Week 16

First week back after the Easter break.

Work

  • Had the retro to close off what was a really fun client project on Monday. I spent quite a lot of time thinking about what the magic ingredient on that engagement was. I concluded there wasn’t just one but a number of factors. Certainly my team mates were amazing (incredibly capable, great communicators, creative, all working together and in sync despite very different schedules). The scope matched the intensity and duration of the work (not always a given). The client was great - quite relaxed, no significant shadow politics rumbling in the background, and they were open to working in different ways. Reflection: it’s not uncommon for clients to want an outcome that requires them to make changes they’re entirely unwilling to make - so it’s refreshing when the challenge is that they don’t know what or how to do differently but are up for giving it a shot. We often don’t know how willing they truly are until we‘re asking them to change something - so what might I do to find out as quickly as possible? How might we be more compelling when it comes to securing the will if it isn’t there? And what can I do with factors more directly under my control to make projects more fun irrespectively?

  • With that project closed, I was left with just one other live engagement this week (while we figure out what’s next for me in the client and internal project pipelines). This is the first time in my career where I’ve not worked full time in a role or on a project - at work we use a “fractional deployment” model and so I’m usually working across a handful of projects at any one point. Occasionally I’ll be underallocated then I can find myself swaying from feeling slightly overwhelmed to being slightly bored. Reflection: truth be told I still find it all a little odd. I don’t mind the context switching (most leadership roles are mostly context switching). But my thoughts aren’t so easily compartmentalised into allocated billable hours and days per week - my brain will continue to work on a knotty problem until it is solved.

  • With some time free, I helped a colleague prep for an exec board meeting we the team needed to land a big proposition. I really enjoyed thinking it through with him: who on the board knows about this already? Do they really know about it, or did they just receive a paper/email? What do we know or suspect about their disposition to it so far, and how can we check? Are they an ally or a potential threat? Could they advocate for this and win others round before or in the session? Are there peers more widely (in the department, in Whitehall) who might make a great evangelist for this ahead of the session? What hot buttons do we need to avoid? Where are the bear traps? What do we need pre-emptively reassure on? How do we get access to them ahead of time, to persuade them, to brief them? What do we need to negotiate with whom ahead of time? Reflection: it reminds me a lot of the work we had to do at the Treasury when we were prepping for negotiation changes to international laws - where we were expected to have completed most of the horsetrading before the politicians eventually sat down. Viewed through this lens, preparing for the exec board session is the work - and so it’s astonishing how often folks fail to include it in planning. The board papers - they’re not an arbitrary input, they’re not a deliverable, they’re evidence of conversations had.

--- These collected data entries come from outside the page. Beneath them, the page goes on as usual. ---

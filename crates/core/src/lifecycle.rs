//! Lifecycle hook points and command shapes
//!
//! Hook points form a strict total order:
//! initialize < onCreate < updateContent < postCreate < postStart < postAttach.
//! A wait-for point splits the create-time sequence into a blocking prefix and a
//! background suffix (see [`crate::hooks`]).
//!
//! Commands are decoded once from configuration JSON into
//! [`LifecycleCommandValue`] and never re-inspected as raw JSON afterwards.

use crate::errors::{ConfigError, Result};
use crate::variable::{Substitute, SubstitutionContext, SubstitutionReport};
use indexmap::IndexMap;
use serde::{Deserialize, Deserializer, Serialize, Serializer};
use serde_json::Value;
use std::fmt;
use tracing::{debug, warn};

/// Lifecycle hook points in execution order
#[derive(Debug, Clone, Copy, PartialEq, Eq, Hash, PartialOrd, Ord, Serialize, Deserialize)]
#[serde(rename_all = "camelCase")]
pub enum LifecycleHook {
    /// Host-side initialization, before anything touches the container
    Initialize,
    /// First start of a freshly created container
    OnCreate,
    /// Content synchronization
    UpdateContent,
    /// Post-creation configuration
    PostCreate,
    /// Every container start
    PostStart,
    /// Every attach of a tool
    PostAttach,
}

impl LifecycleHook {
    /// Position in the total order
    pub fn order_index(&self) -> usize {
        match self {
            LifecycleHook::Initialize => 0,
            LifecycleHook::OnCreate => 1,
            LifecycleHook::UpdateContent => 2,
            LifecycleHook::PostCreate => 3,
            LifecycleHook::PostStart => 4,
            LifecycleHook::PostAttach => 5,
        }
    }

    /// The configuration key that declares this hook
    pub fn config_key(&self) -> &'static str {
        match self {
            LifecycleHook::Initialize => "initializeCommand",
            LifecycleHook::OnCreate => "onCreateCommand",
            LifecycleHook::UpdateContent => "updateContentCommand",
            LifecycleHook::PostCreate => "postCreateCommand",
            LifecycleHook::PostStart => "postStartCommand",
            LifecycleHook::PostAttach => "postAttachCommand",
        }
    }

    /// Parse a configuration key (`onCreateCommand`) or short name (`onCreate`)
    pub fn from_config_key(key: &str) -> Option<Self> {
        let hook = match key {
            "initializeCommand" | "initialize" => LifecycleHook::Initialize,
            "onCreateCommand" | "onCreate" => LifecycleHook::OnCreate,
            "updateContentCommand" | "updateContent" => LifecycleHook::UpdateContent,
            "postCreateCommand" | "postCreate" => LifecycleHook::PostCreate,
            "postStartCommand" | "postStart" => LifecycleHook::PostStart,
            "postAttachCommand" | "postAttach" => LifecycleHook::PostAttach,
            _ => return None,
        };
        Some(hook)
    }

    /// Hooks run when a container is created, in order
    pub fn create_sequence() -> &'static [LifecycleHook] {
        &[
            LifecycleHook::Initialize,
            LifecycleHook::OnCreate,
            LifecycleHook::UpdateContent,
            LifecycleHook::PostCreate,
            LifecycleHook::PostStart,
        ]
    }

    /// Whether the hook runs on the host rather than inside the container
    pub fn is_host_side(&self) -> bool {
        matches!(self, LifecycleHook::Initialize)
    }

    /// Whether features may contribute commands for this hook
    pub fn accepts_feature_commands(&self) -> bool {
        !self.is_host_side()
    }
}

impl fmt::Display for LifecycleHook {
    fn fmt(&self, f: &mut fmt::Formatter<'_>) -> fmt::Result {
        f.write_str(self.config_key())
    }
}

/// The last hook point the caller blocks on
#[derive(Debug, Clone, Copy, PartialEq, Eq)]
pub struct WaitFor(LifecycleHook);

impl WaitFor {
    /// Default cutoff: the caller waits through updateContentCommand
    pub const DEFAULT: WaitFor = WaitFor(LifecycleHook::UpdateContent);

    pub fn new(hook: LifecycleHook) -> Self {
        Self(hook)
    }

    /// Parse a configured wait-for value, falling back to the default
    ///
    /// Unrecognized values are not an error.
    pub fn parse(value: Option<&str>) -> Self {
        match value {
            None => Self::DEFAULT,
            Some(raw) => match LifecycleHook::from_config_key(raw) {
                Some(hook) => Self(hook),
                None => {
                    warn!(
                        "Unrecognized waitFor value '{}', using {}",
                        raw,
                        Self::DEFAULT.hook()
                    );
                    Self::DEFAULT
                }
            },
        }
    }

    pub fn hook(&self) -> LifecycleHook {
        self.0
    }

    /// Order index of the cutoff
    pub fn index(&self) -> usize {
        self.0.order_index()
    }

    /// Whether `hook` belongs to the blocking prefix
    pub fn blocks(&self, hook: LifecycleHook) -> bool {
        hook.order_index() <= self.index()
    }
}

impl Default for WaitFor {
    fn default() -> Self {
        Self::DEFAULT
    }
}

/// A lifecycle command in one of its three shapes
#[derive(Debug, Clone, PartialEq, Eq)]
pub enum LifecycleCommandValue {
    /// Single string, run through `sh -c`
    Shell(String),
    /// Argument vector, run directly with no shell and no re-splitting
    Exec(Vec<String>),
    /// Named commands, each of its own shape, run concurrently
    Parallel(IndexMap<String, LifecycleCommandValue>),
}

impl LifecycleCommandValue {
    /// Decode a JSON value into a command
    ///
    /// Returns `Ok(None)` for `null`. Inside a named map, entries that are
    /// neither a string nor an array are skipped with a warning; at the top
    /// level they are a validation error.
    pub fn from_json_value(value: &Value) -> Result<Option<Self>> {
        match value {
            Value::Null => Ok(None),
            Value::String(s) => Ok(Some(LifecycleCommandValue::Shell(s.clone()))),
            Value::Array(items) => Ok(Some(LifecycleCommandValue::Exec(Self::exec_args(
                items,
            )?))),
            Value::Object(map) => {
                let mut entries = IndexMap::new();
                for (name, entry) in map {
                    match entry {
                        Value::String(s) => {
                            entries.insert(name.clone(), LifecycleCommandValue::Shell(s.clone()));
                        }
                        Value::Array(items) => {
                            entries.insert(
                                name.clone(),
                                LifecycleCommandValue::Exec(Self::exec_args(items)?),
                            );
                        }
                        Value::Null => {
                            debug!("Skipping null lifecycle command entry '{}'", name);
                        }
                        other => {
                            warn!(
                                "Skipping lifecycle command entry '{}' with unsupported type: {}",
                                name, other
                            );
                        }
                    }
                }
                Ok(Some(LifecycleCommandValue::Parallel(entries)))
            }
            other => Err(ConfigError::Validation {
                message: format!(
                    "Lifecycle command must be a string, array or object, got: {}",
                    other
                ),
            }
            .into()),
        }
    }

    fn exec_args(items: &[Value]) -> Result<Vec<String>> {
        items
            .iter()
            .map(|item| match item {
                Value::String(s) => Ok(s.clone()),
                other => Err(ConfigError::Validation {
                    message: format!(
                        "Lifecycle command array elements must be strings, got: {}",
                        other
                    ),
                }
                .into()),
            })
            .collect()
    }

    /// Back to the JSON shape it was decoded from
    pub fn to_json_value(&self) -> Value {
        match self {
            LifecycleCommandValue::Shell(s) => Value::String(s.clone()),
            LifecycleCommandValue::Exec(args) => {
                Value::Array(args.iter().cloned().map(Value::String).collect())
            }
            LifecycleCommandValue::Parallel(map) => Value::Object(
                map.iter()
                    .map(|(k, v)| (k.clone(), v.to_json_value()))
                    .collect(),
            ),
        }
    }

    /// True when there is nothing to run
    pub fn is_empty(&self) -> bool {
        match self {
            LifecycleCommandValue::Shell(s) => s.trim().is_empty(),
            LifecycleCommandValue::Exec(args) => args.is_empty(),
            LifecycleCommandValue::Parallel(map) => map.values().all(|v| v.is_empty()),
        }
    }

    /// Apply variable substitution; array commands are substituted element-wise
    pub fn substitute(
        &self,
        registry: &dyn Substitute,
        context: &SubstitutionContext,
        report: &mut SubstitutionReport,
    ) -> Self {
        match self {
            LifecycleCommandValue::Shell(s) => {
                LifecycleCommandValue::Shell(registry.substitute(s, context, report))
            }
            LifecycleCommandValue::Exec(args) => LifecycleCommandValue::Exec(
                args.iter()
                    .map(|arg| registry.substitute(arg, context, report))
                    .collect(),
            ),
            LifecycleCommandValue::Parallel(map) => LifecycleCommandValue::Parallel(
                map.iter()
                    .map(|(name, cmd)| (name.clone(), cmd.substitute(registry, context, report)))
                    .collect(),
            ),
        }
    }

    /// Human-readable rendering for logs and error messages
    pub fn display(&self) -> String {
        match self {
            LifecycleCommandValue::Shell(s) => s.clone(),
            LifecycleCommandValue::Exec(args) => shell_words::join(args),
            LifecycleCommandValue::Parallel(map) => map
                .iter()
                .map(|(name, cmd)| format!("{}: {}", name, cmd.display()))
                .collect::<Vec<_>>()
                .join("; "),
        }
    }
}

impl Serialize for LifecycleCommandValue {
    fn serialize<S: Serializer>(&self, serializer: S) -> std::result::Result<S::Ok, S::Error> {
        self.to_json_value().serialize(serializer)
    }
}

impl<'de> Deserialize<'de> for LifecycleCommandValue {
    fn deserialize<D: Deserializer<'de>>(deserializer: D) -> std::result::Result<Self, D::Error> {
        let value = Value::deserialize(deserializer)?;
        LifecycleCommandValue::from_json_value(&value)
            .map_err(serde::de::Error::custom)?
            .ok_or_else(|| serde::de::Error::custom("lifecycle command cannot be null"))
    }
}

/// Lifecycle commands declared by one source (the configuration or a feature)
#[derive(Debug, Clone, Default, PartialEq)]
pub struct LifecycleCommands {
    pub initialize: Option<LifecycleCommandValue>,
    pub on_create: Option<LifecycleCommandValue>,
    pub update_content: Option<LifecycleCommandValue>,
    pub post_create: Option<LifecycleCommandValue>,
    pub post_start: Option<LifecycleCommandValue>,
    pub post_attach: Option<LifecycleCommandValue>,
}

impl LifecycleCommands {
    /// Command declared for a hook point
    pub fn get(&self, hook: LifecycleHook) -> Option<&LifecycleCommandValue> {
        match hook {
            LifecycleHook::Initialize => self.initialize.as_ref(),
            LifecycleHook::OnCreate => self.on_create.as_ref(),
            LifecycleHook::UpdateContent => self.update_content.as_ref(),
            LifecycleHook::PostCreate => self.post_create.as_ref(),
            LifecycleHook::PostStart => self.post_start.as_ref(),
            LifecycleHook::PostAttach => self.post_attach.as_ref(),
        }
    }

    pub fn set(&mut self, hook: LifecycleHook, command: Option<LifecycleCommandValue>) {
        let slot = match hook {
            LifecycleHook::Initialize => &mut self.initialize,
            LifecycleHook::OnCreate => &mut self.on_create,
            LifecycleHook::UpdateContent => &mut self.update_content,
            LifecycleHook::PostCreate => &mut self.post_create,
            LifecycleHook::PostStart => &mut self.post_start,
            LifecycleHook::PostAttach => &mut self.post_attach,
        };
        *slot = command;
    }

    pub fn with(mut self, hook: LifecycleHook, command: LifecycleCommandValue) -> Self {
        self.set(hook, Some(command));
        self
    }

    pub fn is_empty(&self) -> bool {
        [
            LifecycleHook::Initialize,
            LifecycleHook::OnCreate,
            LifecycleHook::UpdateContent,
            LifecycleHook::PostCreate,
            LifecycleHook::PostStart,
            LifecycleHook::PostAttach,
        ]
        .iter()
        .all(|hook| self.get(*hook).map_or(true, |c| c.is_empty()))
    }

    /// Substitute variables in every declared command
    pub fn substitute(
        &self,
        registry: &dyn Substitute,
        context: &SubstitutionContext,
        report: &mut SubstitutionReport,
    ) -> Self {
        let sub = |c: &Option<LifecycleCommandValue>, report: &mut SubstitutionReport| {
            c.as_ref()
                .map(|cmd| cmd.substitute(registry, context, report))
        };
        Self {
            initialize: sub(&self.initialize, report),
            on_create: sub(&self.on_create, report),
            update_content: sub(&self.update_content, report),
            post_create: sub(&self.post_create, report),
            post_start: sub(&self.post_start, report),
            post_attach: sub(&self.post_attach, report),
        }
    }
}
fn spawn_reporter(
    handles: Vec<JoinHandle<()>>,
    failures: Arc<Mutex<Vec<HookFailure>>>,
) -> JoinHandle<()> {
    tokio::spawn(async move {
        let total = handles.len();
        for handle in handles {
            if let Err(e) = handle.await {
                warn!("Background hook task aborted: {}", e);
            }
        }
        let failures = lock(&failures);
        if failures.is_empty() {
            info!("{} background lifecycle hook(s) completed", total);
        } else {
            let summary: Vec<String> = failures.iter().map(|f| f.error.to_string()).collect();
            warn!(
                "{} of {} background lifecycle hook(s) failed: {}",
                failures.len(),
                total,
                summary.join("; ")
            );
        }
    })
}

  • I was out for two weeks and the project team did a fantastic job while I was out. I know we hire well at PD - but I’m always impressed at how effortlessly people step up and cover for each other given the mix of deep specialist and expert generalists we have. It’s also nice to come back and see that there are still distinctly Audree-shaped contributions to be made, and to be reminded of the value I bring. Reflection: it’s as if my absence highlights the counterfactual for me in the workplace - so if I’m intentional about doing so I should be able to learn a lot from observing what has and hasn’t happened while I’m out.

  • New boss asked me what I want. I’ve been told I spend a great deal of time and effort advocating for others, and really not that much time articulating or asking for what I need, and that perhaps I should address that gap. Reflection: I think that’s partly true. I don’t see my needs as particularly unmet - though when I do ask for things, I tend not to ask in a way that would be described as demanding. Things I’m not demanding (some not demandable): to host some podcast episodes for PD; to host events or moderate panels; more public speaking and writing opportunities; a Trustee or NED position; to work on engagements with the people in my list of people I want to learn from; to do a little travel with work (my kids are old enough now for me to escape for a week here and there); to get a pay rise. And for the office tea supply to be kept fully stocked.

Not work

  • Andy Dudfield came and spoke about Full Fact. Such incredibly meaningful work. Andy’s session shifted my sentiments about AI a little (I’m not longer quite the AI sceptic I was), though also left me more worried about the world than I already was. And I was worried a lot.

  • I did quite a lot of thinking about failure demand and system cost. I’m going to blog about it I think, rather than put it here.

  • I went to see Sarah Snook in A Picture of Dorian Gray. It was astonishing. So many layers. What an incredible talent she is, not just playing but embodying all 26 characters so compellingly. A spectacularly innovative production too - I found myself chuckling at how clever it was quite a few times throughout. Definitely recommend you go see if it you have the chance.